Filter the listing below down to the lines with the word "symbol" and copy those.
--- START ---
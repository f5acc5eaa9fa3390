//! Headless map surface that renders to GeoJSON.
//!
//! [`GeoJsonSurface`] keeps its layers in stacking order and can export them
//! as a `FeatureCollection`, bottom layer first. Marker and line styling is
//! written to feature properties using the simplestyle names most GeoJSON
//! viewers understand (`stroke`, `stroke-width`, `marker-color`). The last
//! applied view travels as a foreign member named `view`.

use geo::{BoundingRect, MultiPoint, Point};
use geojson::{Feature, FeatureCollection, Geometry, JsonObject, feature::Id};
use serde_json::{Value, json};
use wayline_core::{
    Coordinate, LayerHandle, MapSurface, MarkerIcon, MarkerOptions, PolylineOptions,
    SurfaceContainer, SurfaceError, SurfaceFactory, ViewportSpec,
};

#[derive(Debug, Clone, PartialEq)]
enum Shape {
    Marker(Coordinate),
    Line(Vec<Coordinate>),
}

/// One layer on the surface, kept in our own coordinates until export.
#[derive(Debug, Clone, PartialEq)]
struct Layer {
    handle: LayerHandle,
    shape: Shape,
    properties: JsonObject,
}

impl Layer {
    fn to_feature(&self) -> Feature {
        let value = match &self.shape {
            Shape::Marker(position) => geojson::Value::Point(position_of(*position)),
            Shape::Line(points) => {
                geojson::Value::LineString(points.iter().copied().map(position_of).collect())
            }
        };
        Feature {
            bbox: None,
            geometry: Some(Geometry::new(value)),
            id: Some(Id::Number(self.handle.get().into())),
            properties: Some(self.properties.clone()),
            foreign_members: None,
        }
    }

    fn coordinates(&self) -> impl Iterator<Item = Coordinate> + '_ {
        let points: &[Coordinate] = match &self.shape {
            Shape::Marker(position) => std::slice::from_ref(position),
            Shape::Line(points) => points,
        };
        points.iter().copied()
    }
}

/// GeoJSON positions are `[longitude, latitude]`.
fn position_of(coordinate: Coordinate) -> Vec<f64> {
    vec![coordinate.longitude(), coordinate.latitude()]
}

/// A [`MapSurface`] that accumulates GeoJSON features.
///
/// # Examples
/// ```
/// use wayline_core::{Coordinate, MapSurface, PolylineOptions};
/// use wayline_data::GeoJsonSurface;
///
/// let mut surface = GeoJsonSurface::new("preview");
/// let points = [Coordinate::new(57.70, 11.97)?, Coordinate::new(57.71, 11.94)?];
/// let options = PolylineOptions { color: "#3b82f6".into(), weight: 5.0, opacity: 0.9 };
/// surface.add_polyline(&points, &options)?;
///
/// let collection = surface.to_feature_collection();
/// assert_eq!(collection.features.len(), 1);
/// assert_eq!(surface.to_json_value()["features"][0]["geometry"]["type"], "LineString");
/// # Ok::<(), Box<dyn std::error::Error>>(())
/// ```
#[derive(Debug, Clone, PartialEq, Default)]
pub struct GeoJsonSurface {
    container: String,
    layers: Vec<Layer>,
    view: Option<ViewportSpec>,
    next_id: u64,
}

impl GeoJsonSurface {
    /// Create an empty surface for `container`.
    pub fn new(container: impl Into<String>) -> Self {
        Self {
            container: container.into(),
            ..Self::default()
        }
    }

    /// Number of features held.
    #[must_use]
    pub const fn len(&self) -> usize {
        self.layers.len()
    }

    /// Whether the surface holds no features.
    #[must_use]
    pub const fn is_empty(&self) -> bool {
        self.layers.is_empty()
    }

    /// Last view applied.
    #[must_use]
    pub const fn view(&self) -> Option<&ViewportSpec> {
        self.view.as_ref()
    }

    /// Export every layer as a GeoJSON `FeatureCollection`.
    #[must_use]
    pub fn to_feature_collection(&self) -> FeatureCollection {
        let foreign_members = self.view.map(|view| {
            let mut members = JsonObject::new();
            members.insert(
                "view".to_owned(),
                json!({
                    "container": self.container,
                    "center": position_of(view.center),
                    "zoom": view.zoom,
                }),
            );
            members
        });
        FeatureCollection {
            bbox: self.bbox().map(Vec::from),
            features: self.layers.iter().map(Layer::to_feature).collect(),
            foreign_members,
        }
    }

    /// The exported collection as a JSON value.
    #[must_use]
    pub fn to_json_value(&self) -> Value {
        Value::Object(JsonObject::from(&self.to_feature_collection()))
    }

    /// `[west, south, east, north]` around every feature.
    fn bbox(&self) -> Option<[f64; 4]> {
        let points: MultiPoint<f64> = self
            .layers
            .iter()
            .flat_map(Layer::coordinates)
            .map(|coordinate| Point::from(geo::Coord::from(coordinate)))
            .collect();
        points
            .bounding_rect()
            .map(|rect| [rect.min().x, rect.min().y, rect.max().x, rect.max().y])
    }

    fn push(&mut self, shape: Shape, properties: JsonObject) -> LayerHandle {
        self.next_id += 1;
        let handle = LayerHandle::new(self.next_id);
        self.layers.push(Layer {
            handle,
            shape,
            properties,
        });
        handle
    }

    fn position(&self, handle: LayerHandle) -> Result<usize, SurfaceError> {
        self.layers
            .iter()
            .position(|layer| layer.handle == handle)
            .ok_or(SurfaceError::UnknownLayer(handle))
    }

    fn take(&mut self, handle: LayerHandle) -> Result<Layer, SurfaceError> {
        let index = self.position(handle)?;
        Ok(self.layers.remove(index))
    }
}

fn marker_properties(options: &MarkerOptions) -> JsonObject {
    let mut properties = JsonObject::new();
    match &options.icon {
        MarkerIcon::Pin { color } => {
            properties.insert("marker-symbol".to_owned(), json!("pin"));
            properties.insert("marker-color".to_owned(), json!(color));
        }
        MarkerIcon::Arrow {
            color,
            rotation_deg,
        } => {
            properties.insert("marker-symbol".to_owned(), json!("arrow"));
            properties.insert("marker-color".to_owned(), json!(color));
            properties.insert("rotation".to_owned(), json!(rotation_deg));
        }
    }
    properties.insert("interactive".to_owned(), json!(options.interactive));
    properties
}

fn polyline_properties(options: &PolylineOptions) -> JsonObject {
    let mut properties = JsonObject::new();
    properties.insert("stroke".to_owned(), json!(options.color));
    properties.insert("stroke-width".to_owned(), json!(options.weight));
    properties.insert("stroke-opacity".to_owned(), json!(options.opacity));
    properties
}

impl MapSurface for GeoJsonSurface {
    fn set_view(&mut self, viewport: &ViewportSpec) -> Result<(), SurfaceError> {
        self.view = Some(*viewport);
        Ok(())
    }

    fn add_marker(
        &mut self,
        position: Coordinate,
        options: &MarkerOptions,
    ) -> Result<LayerHandle, SurfaceError> {
        Ok(self.push(Shape::Marker(position), marker_properties(options)))
    }

    fn add_polyline(
        &mut self,
        points: &[Coordinate],
        options: &PolylineOptions,
    ) -> Result<LayerHandle, SurfaceError> {
        if points.len() < 2 {
            return Err(SurfaceError::Rejected {
                operation: "add polyline",
                reason: format!("a line needs two points, got {}", points.len()),
            });
        }
        Ok(self.push(
            Shape::Line(points.to_vec()),
            polyline_properties(options),
        ))
    }

    fn remove_layer(&mut self, handle: LayerHandle) -> Result<(), SurfaceError> {
        self.take(handle).map(drop)
    }

    fn bind_popup(&mut self, handle: LayerHandle, html: &str) -> Result<(), SurfaceError> {
        let index = self.position(handle)?;
        if let Some(layer) = self.layers.get_mut(index) {
            layer
                .properties
                .insert("popup".to_owned(), json!(html));
        }
        Ok(())
    }

    fn bring_to_front(&mut self, handle: LayerHandle) -> Result<(), SurfaceError> {
        let layer = self.take(handle)?;
        self.layers.push(layer);
        Ok(())
    }

    fn bring_to_back(&mut self, handle: LayerHandle) -> Result<(), SurfaceError> {
        let layer = self.take(handle)?;
        self.layers.insert(0, layer);
        Ok(())
    }
}

/// Creates [`GeoJsonSurface`]s. Headless containers are always mounted.
#[derive(Debug, Clone, Copy, PartialEq, Eq, Default)]
pub struct GeoJsonSurfaceFactory;

impl SurfaceFactory for GeoJsonSurfaceFactory {
    type Surface = GeoJsonSurface;

    fn create_surface(
        &mut self,
        container: &SurfaceContainer,
    ) -> Result<Self::Surface, SurfaceError> {
        Ok(GeoJsonSurface::new(container.id()))
    }
}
--- END ---
> [EXERCISE OUTPUT]:
            properties.insert("marker-symbol".to_owned(), json!("pin"));
            properties.insert("marker-symbol".to_owned(), json!("arrow"));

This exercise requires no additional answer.